A Rest Before the Walk (Inside of Digipac)
The Walk – Urban, rural and everything in between. - Contemplation, rhythm, weather, smell, soundtrack (natural / man-made), and the internal monologue. We walk for many reasons, simply as a means of getting from A to B (Shanks’s Pony). Walking for pleasure, walk as pilgrimage, ritual or with the formality of a procession; as escape, as political act or protest. We walk to notice, to search and we walk to think.
We walk in company or alone. We might walk with a spring in our step or it could be a reluctant trudge, a gruelling hike or gentle saunter. Our natural movement can be choreographed into a military march or the exaggerated action of a race walker.
We walk at different rates, often suggested by location, terrain, need and ability. We move about our homes at a particular ‘indoor’ pace, but there are interior spaces such as hospital corridors and station concourses that invite an outdoor rhythm and speed.
To an extent all our walks are coloured by a degree of prior knowledge and awareness. Some locations and the routes we take are however so heavily loaded with particular memories or associations that our experience is profoundly affected by them.
Stride across open moorland, occasional sideways hawthorn; slowing down the pace to explore the skeleton of a long abandoned farm and to see if the Redstarts are back. Stopping only to raise binoculars, catch breath, examine a sagging sheep carcase and to take stock of where I am and how I fit.
Night Walk 2 – Step from the shifting rattle and metallic ’tink’ of the shingle to the dull solid resistance of the concrete promenade. Legs adjust to the new surface and the head to a new quiet.

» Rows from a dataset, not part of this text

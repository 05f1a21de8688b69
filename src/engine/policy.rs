use crate::model::{PolicyId, ReservationState};

pub const CANCELLATION_FEE: PolicyId = 1;
pub const LARGE_EVENT: PolicyId = 2;
pub const STANDARD: PolicyId = 3;

/// Parties strictly larger than this are large events.
pub const LARGE_PARTY_THRESHOLD: u32 = 10;

#[derive(Debug, Clone, Copy, PartialEq, Eq)]
pub struct Policy {
    pub id: PolicyId,
    pub description: &'static str,
    pub value_cents: i64,
}

pub const POLICIES: [Policy; 3] = [
    Policy {
        id: CANCELLATION_FEE,
        description: "Cancellation fee",
        value_cents: 1000,
    },
    Policy {
        id: LARGE_EVENT,
        description: "Large event",
        value_cents: 5000,
    },
    Policy {
        id: STANDARD,
        description: "Standard",
        value_cents: 0,
    },
];

/// First match wins: a cancellation always carries the fee, then party size
/// decides.
pub fn select_policy(party_size: u32, state: ReservationState) -> PolicyId {
    if state == ReservationState::Cancelled {
        CANCELLATION_FEE
    } else if party_size > LARGE_PARTY_THRESHOLD {
        LARGE_EVENT
    } else {
        STANDARD
    }
}

pub fn policy(id: PolicyId) -> Option<&'static Policy> {
    POLICIES.iter().find(|p| p.id == id)
}
use std::sync::Arc;
use std::time::Duration;

use tracing::{info, warn};

use crate::store::{StoreError, WalStore};

/// Compact once `threshold` appends have piled up. Returns whether it ran.
pub async fn compact_if_needed(store: &WalStore, threshold: u64) -> Result<bool, StoreError> {
    let appends = store.appends_since_compact().await;
    if appends < threshold {
        return Ok(false);
    }
    let records = store.compact().await?;
    info!(appends, records, "journal compacted");
    Ok(true)
}

/// Background task that checks the journal every `every`.
pub async fn run_compactor(store: Arc<WalStore>, threshold: u64, every: Duration) {
    let mut interval = tokio::time::interval(every);
    loop {
        interval.tick().await;
        if let Err(e) = compact_if_needed(&store, threshold).await {
            warn!("journal compaction failed: {e}");
        }
    }
}

#[cfg(test)]
mod tests {
    use super::*;
    use crate::model::*;
    use crate::store::ReservationStore;
    use std::path::PathBuf;

    fn test_journal_path(name: &str) -> PathBuf {
        let dir = std::env::temp_dir().join("tablebook_test_compactor");
        std::fs::create_dir_all(&dir).unwrap();
        let path = dir.join(name);
        let _ = std::fs::remove_file(&path);
        path
    }

    async fn add_clients(store: &WalStore, n: i64) {
        for id in 0..n {
            store
                .add_client(Client {
                    id,
                    first_name: "Guest".into(),
                    last_name: id.to_string(),
                    id_card: String::new(),
                    phone: String::new(),
                })
                .await
                .unwrap();
        }
    }

    #[tokio::test]
    async fn below_threshold_does_nothing() {
        let path = test_journal_path("below_threshold.journal");
        let store = WalStore::open(&path).unwrap();
        add_clients(&store, 3).await;
        assert!(!compact_if_needed(&store, 10).await.unwrap());
        assert_eq!(store.appends_since_compact().await, 3);
    }

    #[tokio::test]
    async fn at_threshold_compacts_and_resets_counter() {
        let path = test_journal_path("at_threshold.journal");
        let store = WalStore::open(&path).unwrap();
        add_clients(&store, 5).await;
        assert!(compact_if_needed(&store, 5).await.unwrap());
        assert_eq!(store.appends_since_compact().await, 0);

        let reopened = WalStore::open(&path).unwrap();
        assert!(reopened.fetch_client(4).await.unwrap().is_some());
    }
}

From the Old Road take the track to Sidebottom Fold Farm at the foot of Wild Bank; through the gate and into the field, under the pylon that fizzes and crackles loudly on rainy days, up to where the heather (thick with flies in late summer) begins. Over the dry stone wall and left along the rutted path to the disused rifle range with its raised banks and collapsing concrete bunkers; a bleak, melancholy place that is gradually being reclaimed by the land. Corroded round casings are still plentiful, embedded in the sandy earth, even though generations of children have collected them by the handful.
E8/N16 - Spiral down the stairwell, eye level and summit of the railway embankment align through window on floor 2, - out onto the estate. Move on past open and boarded shops and once grand Victorian town houses. Join the High Street where a pub chalk board declares ‘Bear Garden at Rear’. Heavy traffic heading northwards. Greengrocer’s outside display overflowing brightly, like waxy treasure under strings of warm electric bulbs, a beacon on winter evenings. Adjacent cold strip lit basement Turkish social club, cheers as Besiktas stick one in. London Pride on right then straight on at the lights, cross and turn into the cemetery (Egg Stores to our back). Dramatic Egyptian inspired entrance. Overgrown arboretum, ivy clad Victorian Gothic. A glittering array of incumbents infuse the ingredients of our ‘Dead Man’s Blackberry and Apple Pie’; drinker’s bench and disused boarded up chapel complete with obligatory satanic graffiti. Exit by the Salvationist Booth family burial plot and head down largely gentrified Church St. Move past the ‘village church’ and into the park where released terrapins clog a vestige of Myddelton’s New River.
Extracts from ‘Walk’ 2015 by Greg Palmer. - Artist and Associate Lecturer on the B.A. (Hons.) Fine Art course at Southampton Solent University & the M.A. Illustration course at Kingston University.
These notes, observations and reflections on walks and walking were written in response to a request made by Keith Seatman for me to produce a text on the subject to accompany the release of his album A Rest Before the Walk, Oct 2015.